* [What you need to do]: Go through the lines of the material and count the ones with the word "returned". Give that count alone.

════

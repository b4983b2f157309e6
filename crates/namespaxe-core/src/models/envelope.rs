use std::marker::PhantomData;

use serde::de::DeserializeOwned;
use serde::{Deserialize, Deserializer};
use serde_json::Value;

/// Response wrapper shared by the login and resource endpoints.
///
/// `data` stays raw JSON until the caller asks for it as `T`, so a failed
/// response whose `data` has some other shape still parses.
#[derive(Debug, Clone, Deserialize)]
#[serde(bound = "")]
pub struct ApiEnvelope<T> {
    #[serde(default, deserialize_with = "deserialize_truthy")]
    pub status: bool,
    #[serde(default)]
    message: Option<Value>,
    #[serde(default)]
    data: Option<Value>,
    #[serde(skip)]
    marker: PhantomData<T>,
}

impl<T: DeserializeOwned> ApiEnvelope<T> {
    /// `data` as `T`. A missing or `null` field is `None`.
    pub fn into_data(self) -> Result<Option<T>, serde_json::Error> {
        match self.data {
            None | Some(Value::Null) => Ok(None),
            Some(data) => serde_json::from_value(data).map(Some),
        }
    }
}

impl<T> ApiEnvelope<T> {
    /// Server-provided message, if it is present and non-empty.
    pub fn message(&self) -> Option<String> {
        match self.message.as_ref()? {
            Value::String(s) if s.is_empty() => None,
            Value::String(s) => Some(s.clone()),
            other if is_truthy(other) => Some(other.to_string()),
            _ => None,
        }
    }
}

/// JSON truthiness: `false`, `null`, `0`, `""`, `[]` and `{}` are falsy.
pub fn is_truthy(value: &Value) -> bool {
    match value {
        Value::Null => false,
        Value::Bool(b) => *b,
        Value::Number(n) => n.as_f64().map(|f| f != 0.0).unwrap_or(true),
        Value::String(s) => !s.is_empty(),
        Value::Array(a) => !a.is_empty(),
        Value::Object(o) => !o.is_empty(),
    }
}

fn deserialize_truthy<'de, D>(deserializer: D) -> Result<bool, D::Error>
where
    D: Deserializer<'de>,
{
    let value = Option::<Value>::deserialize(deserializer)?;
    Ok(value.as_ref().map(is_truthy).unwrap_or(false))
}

════

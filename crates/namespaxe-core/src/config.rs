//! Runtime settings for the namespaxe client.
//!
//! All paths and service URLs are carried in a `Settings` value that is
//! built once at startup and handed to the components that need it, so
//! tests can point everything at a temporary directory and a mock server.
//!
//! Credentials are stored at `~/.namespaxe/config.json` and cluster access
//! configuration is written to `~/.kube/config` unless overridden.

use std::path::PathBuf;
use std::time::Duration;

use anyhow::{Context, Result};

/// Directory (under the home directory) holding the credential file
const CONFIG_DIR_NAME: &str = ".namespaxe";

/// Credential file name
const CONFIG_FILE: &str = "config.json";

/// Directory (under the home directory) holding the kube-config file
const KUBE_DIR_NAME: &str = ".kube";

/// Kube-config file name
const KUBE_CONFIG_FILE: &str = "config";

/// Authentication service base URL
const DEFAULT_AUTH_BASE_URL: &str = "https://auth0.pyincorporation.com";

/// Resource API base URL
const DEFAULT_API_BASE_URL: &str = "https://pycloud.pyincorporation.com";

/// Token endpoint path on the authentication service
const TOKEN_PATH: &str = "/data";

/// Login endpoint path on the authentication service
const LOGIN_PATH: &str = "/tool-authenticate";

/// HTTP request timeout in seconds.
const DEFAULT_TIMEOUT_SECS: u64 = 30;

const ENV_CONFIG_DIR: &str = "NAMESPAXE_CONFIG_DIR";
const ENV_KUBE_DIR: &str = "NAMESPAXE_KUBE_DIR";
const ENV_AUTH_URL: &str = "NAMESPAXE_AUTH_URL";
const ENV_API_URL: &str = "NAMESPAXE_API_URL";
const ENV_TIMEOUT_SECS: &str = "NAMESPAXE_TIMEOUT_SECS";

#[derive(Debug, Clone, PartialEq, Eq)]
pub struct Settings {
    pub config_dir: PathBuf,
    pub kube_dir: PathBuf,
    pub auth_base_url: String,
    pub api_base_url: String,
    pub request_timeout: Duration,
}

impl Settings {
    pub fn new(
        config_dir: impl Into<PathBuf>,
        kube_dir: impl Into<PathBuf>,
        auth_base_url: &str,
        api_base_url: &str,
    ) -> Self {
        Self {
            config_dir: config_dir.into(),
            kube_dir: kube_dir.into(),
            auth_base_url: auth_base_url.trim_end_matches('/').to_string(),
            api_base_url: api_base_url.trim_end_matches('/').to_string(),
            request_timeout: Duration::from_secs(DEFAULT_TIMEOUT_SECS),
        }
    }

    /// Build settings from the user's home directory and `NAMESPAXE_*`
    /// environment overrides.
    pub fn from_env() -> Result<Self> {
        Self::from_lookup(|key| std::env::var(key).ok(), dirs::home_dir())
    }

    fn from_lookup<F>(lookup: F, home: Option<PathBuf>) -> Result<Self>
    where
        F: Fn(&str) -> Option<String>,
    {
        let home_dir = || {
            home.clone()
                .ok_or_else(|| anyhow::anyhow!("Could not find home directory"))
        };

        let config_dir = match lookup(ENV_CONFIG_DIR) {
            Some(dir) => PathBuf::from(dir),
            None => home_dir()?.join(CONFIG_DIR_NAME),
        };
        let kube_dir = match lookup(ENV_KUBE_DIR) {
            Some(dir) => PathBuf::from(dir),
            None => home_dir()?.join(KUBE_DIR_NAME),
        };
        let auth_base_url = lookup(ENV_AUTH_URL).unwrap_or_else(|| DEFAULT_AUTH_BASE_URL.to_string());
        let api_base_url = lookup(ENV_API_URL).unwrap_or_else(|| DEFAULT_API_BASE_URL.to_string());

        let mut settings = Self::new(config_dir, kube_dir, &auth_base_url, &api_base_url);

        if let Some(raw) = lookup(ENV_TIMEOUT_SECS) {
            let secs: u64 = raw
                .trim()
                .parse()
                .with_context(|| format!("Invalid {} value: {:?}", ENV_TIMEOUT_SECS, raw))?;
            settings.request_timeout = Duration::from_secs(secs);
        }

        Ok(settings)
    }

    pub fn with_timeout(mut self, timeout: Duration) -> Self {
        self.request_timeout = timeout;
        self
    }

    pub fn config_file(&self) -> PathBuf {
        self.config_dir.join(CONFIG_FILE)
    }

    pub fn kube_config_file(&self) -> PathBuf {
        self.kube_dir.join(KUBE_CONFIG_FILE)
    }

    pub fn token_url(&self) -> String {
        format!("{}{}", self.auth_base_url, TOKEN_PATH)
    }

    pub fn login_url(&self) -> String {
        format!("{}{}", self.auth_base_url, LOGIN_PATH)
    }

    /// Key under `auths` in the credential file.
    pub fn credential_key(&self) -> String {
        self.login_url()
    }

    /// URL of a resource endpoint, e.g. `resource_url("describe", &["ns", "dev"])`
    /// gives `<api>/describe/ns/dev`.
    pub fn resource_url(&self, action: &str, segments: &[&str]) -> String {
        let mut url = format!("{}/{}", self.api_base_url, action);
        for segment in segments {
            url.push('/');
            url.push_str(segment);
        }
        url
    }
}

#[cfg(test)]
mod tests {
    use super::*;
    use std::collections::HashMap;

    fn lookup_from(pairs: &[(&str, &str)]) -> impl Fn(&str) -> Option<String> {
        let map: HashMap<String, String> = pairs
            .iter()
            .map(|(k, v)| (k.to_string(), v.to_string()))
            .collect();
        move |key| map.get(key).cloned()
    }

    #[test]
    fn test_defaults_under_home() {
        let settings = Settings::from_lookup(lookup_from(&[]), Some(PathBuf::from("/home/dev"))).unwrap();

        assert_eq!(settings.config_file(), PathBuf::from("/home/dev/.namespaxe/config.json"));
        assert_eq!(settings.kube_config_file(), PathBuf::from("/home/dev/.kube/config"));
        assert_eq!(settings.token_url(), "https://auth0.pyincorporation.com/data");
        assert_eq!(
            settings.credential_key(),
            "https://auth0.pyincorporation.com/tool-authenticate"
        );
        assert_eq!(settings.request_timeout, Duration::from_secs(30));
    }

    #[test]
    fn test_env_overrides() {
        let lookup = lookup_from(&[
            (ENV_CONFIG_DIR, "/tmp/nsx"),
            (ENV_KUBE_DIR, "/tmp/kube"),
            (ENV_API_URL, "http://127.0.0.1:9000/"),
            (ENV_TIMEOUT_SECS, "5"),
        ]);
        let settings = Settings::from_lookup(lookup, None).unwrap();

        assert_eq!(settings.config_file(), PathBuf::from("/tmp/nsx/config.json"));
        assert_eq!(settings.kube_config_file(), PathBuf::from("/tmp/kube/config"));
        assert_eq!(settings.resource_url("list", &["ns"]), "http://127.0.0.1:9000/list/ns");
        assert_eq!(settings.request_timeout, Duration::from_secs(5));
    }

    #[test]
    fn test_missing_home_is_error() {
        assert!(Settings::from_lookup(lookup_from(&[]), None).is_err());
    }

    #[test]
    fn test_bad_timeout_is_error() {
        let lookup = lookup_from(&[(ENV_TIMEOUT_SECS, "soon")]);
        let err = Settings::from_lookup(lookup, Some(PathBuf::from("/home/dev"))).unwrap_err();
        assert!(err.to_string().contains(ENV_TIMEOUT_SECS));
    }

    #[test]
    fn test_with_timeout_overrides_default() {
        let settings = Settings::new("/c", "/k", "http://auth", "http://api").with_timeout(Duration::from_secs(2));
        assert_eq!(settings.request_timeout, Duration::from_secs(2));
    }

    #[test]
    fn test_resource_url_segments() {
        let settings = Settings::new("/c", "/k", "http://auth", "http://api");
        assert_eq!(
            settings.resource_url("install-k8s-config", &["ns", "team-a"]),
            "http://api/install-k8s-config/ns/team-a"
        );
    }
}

════

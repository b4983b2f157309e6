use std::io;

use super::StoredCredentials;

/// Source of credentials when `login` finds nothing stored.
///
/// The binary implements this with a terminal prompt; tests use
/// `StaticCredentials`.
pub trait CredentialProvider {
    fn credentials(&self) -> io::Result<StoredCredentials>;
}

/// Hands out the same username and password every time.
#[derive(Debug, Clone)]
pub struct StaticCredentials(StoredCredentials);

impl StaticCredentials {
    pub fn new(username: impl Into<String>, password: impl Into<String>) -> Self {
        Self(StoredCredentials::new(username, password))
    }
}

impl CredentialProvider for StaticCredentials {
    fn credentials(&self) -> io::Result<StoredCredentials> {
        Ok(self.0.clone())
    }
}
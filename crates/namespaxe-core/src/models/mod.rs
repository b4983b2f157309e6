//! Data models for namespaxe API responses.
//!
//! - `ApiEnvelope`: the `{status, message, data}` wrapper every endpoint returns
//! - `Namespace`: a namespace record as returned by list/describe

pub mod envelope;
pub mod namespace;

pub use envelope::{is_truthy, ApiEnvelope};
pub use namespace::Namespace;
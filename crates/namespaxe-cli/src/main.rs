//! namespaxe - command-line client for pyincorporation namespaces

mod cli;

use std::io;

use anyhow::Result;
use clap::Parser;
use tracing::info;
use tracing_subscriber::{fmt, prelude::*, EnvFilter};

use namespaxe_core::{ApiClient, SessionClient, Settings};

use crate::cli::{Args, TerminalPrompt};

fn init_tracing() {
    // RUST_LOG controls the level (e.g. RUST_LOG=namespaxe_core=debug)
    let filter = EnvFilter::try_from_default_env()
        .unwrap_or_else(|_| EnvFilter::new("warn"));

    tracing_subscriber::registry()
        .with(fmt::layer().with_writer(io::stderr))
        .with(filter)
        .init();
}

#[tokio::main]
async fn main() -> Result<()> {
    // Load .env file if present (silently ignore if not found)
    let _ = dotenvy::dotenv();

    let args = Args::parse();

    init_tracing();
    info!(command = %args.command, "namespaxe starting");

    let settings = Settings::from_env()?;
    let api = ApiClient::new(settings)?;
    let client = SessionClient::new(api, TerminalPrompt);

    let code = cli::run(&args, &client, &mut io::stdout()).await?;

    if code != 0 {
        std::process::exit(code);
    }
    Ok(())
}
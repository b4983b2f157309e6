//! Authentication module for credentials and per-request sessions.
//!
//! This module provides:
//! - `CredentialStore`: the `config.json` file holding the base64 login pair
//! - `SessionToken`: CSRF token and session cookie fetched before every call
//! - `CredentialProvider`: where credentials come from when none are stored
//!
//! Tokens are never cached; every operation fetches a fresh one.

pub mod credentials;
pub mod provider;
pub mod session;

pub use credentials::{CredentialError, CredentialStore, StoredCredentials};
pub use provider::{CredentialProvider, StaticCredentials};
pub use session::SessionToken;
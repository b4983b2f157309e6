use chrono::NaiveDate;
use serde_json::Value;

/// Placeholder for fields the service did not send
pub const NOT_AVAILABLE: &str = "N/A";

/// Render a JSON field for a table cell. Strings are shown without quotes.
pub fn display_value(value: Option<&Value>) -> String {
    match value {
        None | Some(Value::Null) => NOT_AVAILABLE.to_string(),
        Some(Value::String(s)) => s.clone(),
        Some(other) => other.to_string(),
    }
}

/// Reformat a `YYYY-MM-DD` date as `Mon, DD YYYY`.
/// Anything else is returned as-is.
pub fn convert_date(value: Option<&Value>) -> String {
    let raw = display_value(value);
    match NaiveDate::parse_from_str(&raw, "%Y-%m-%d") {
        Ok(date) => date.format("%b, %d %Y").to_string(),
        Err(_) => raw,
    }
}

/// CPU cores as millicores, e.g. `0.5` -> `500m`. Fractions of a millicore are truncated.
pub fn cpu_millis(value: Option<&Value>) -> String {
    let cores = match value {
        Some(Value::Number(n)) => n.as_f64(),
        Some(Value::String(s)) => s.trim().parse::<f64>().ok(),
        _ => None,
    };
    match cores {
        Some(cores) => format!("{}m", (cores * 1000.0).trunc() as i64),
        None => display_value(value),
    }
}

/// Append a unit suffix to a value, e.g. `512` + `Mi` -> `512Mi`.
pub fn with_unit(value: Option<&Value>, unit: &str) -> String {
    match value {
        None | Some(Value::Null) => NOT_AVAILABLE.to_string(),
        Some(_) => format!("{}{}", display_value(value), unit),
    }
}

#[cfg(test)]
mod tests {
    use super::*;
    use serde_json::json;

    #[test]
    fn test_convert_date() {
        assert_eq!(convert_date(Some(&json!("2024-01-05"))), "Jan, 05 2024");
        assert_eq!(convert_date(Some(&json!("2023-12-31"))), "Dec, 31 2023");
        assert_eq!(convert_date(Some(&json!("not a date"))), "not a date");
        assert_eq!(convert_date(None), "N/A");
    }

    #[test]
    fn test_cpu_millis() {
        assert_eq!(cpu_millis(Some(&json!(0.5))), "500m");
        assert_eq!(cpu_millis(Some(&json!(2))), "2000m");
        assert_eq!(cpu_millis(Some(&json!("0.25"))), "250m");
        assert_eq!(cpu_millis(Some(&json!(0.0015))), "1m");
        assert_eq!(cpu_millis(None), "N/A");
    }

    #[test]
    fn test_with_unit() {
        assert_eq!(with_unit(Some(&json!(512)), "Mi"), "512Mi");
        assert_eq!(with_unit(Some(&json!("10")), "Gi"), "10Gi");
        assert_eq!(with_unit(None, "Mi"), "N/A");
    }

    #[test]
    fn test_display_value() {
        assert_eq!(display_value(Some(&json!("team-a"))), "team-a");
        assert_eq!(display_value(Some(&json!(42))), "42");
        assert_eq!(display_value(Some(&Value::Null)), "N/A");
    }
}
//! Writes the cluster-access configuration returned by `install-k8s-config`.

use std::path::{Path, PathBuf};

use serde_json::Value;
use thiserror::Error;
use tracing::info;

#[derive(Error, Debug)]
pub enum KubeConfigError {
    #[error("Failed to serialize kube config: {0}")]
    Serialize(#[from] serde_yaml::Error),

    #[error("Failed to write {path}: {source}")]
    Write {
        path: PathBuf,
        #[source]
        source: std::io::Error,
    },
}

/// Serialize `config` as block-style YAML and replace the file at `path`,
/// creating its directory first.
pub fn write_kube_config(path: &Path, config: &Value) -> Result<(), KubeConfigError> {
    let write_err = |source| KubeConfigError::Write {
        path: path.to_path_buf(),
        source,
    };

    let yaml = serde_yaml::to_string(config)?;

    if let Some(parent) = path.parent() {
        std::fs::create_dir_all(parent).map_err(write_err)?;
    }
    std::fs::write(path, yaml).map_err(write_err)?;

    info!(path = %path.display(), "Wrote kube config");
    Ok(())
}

════

* [Exercise output]: 3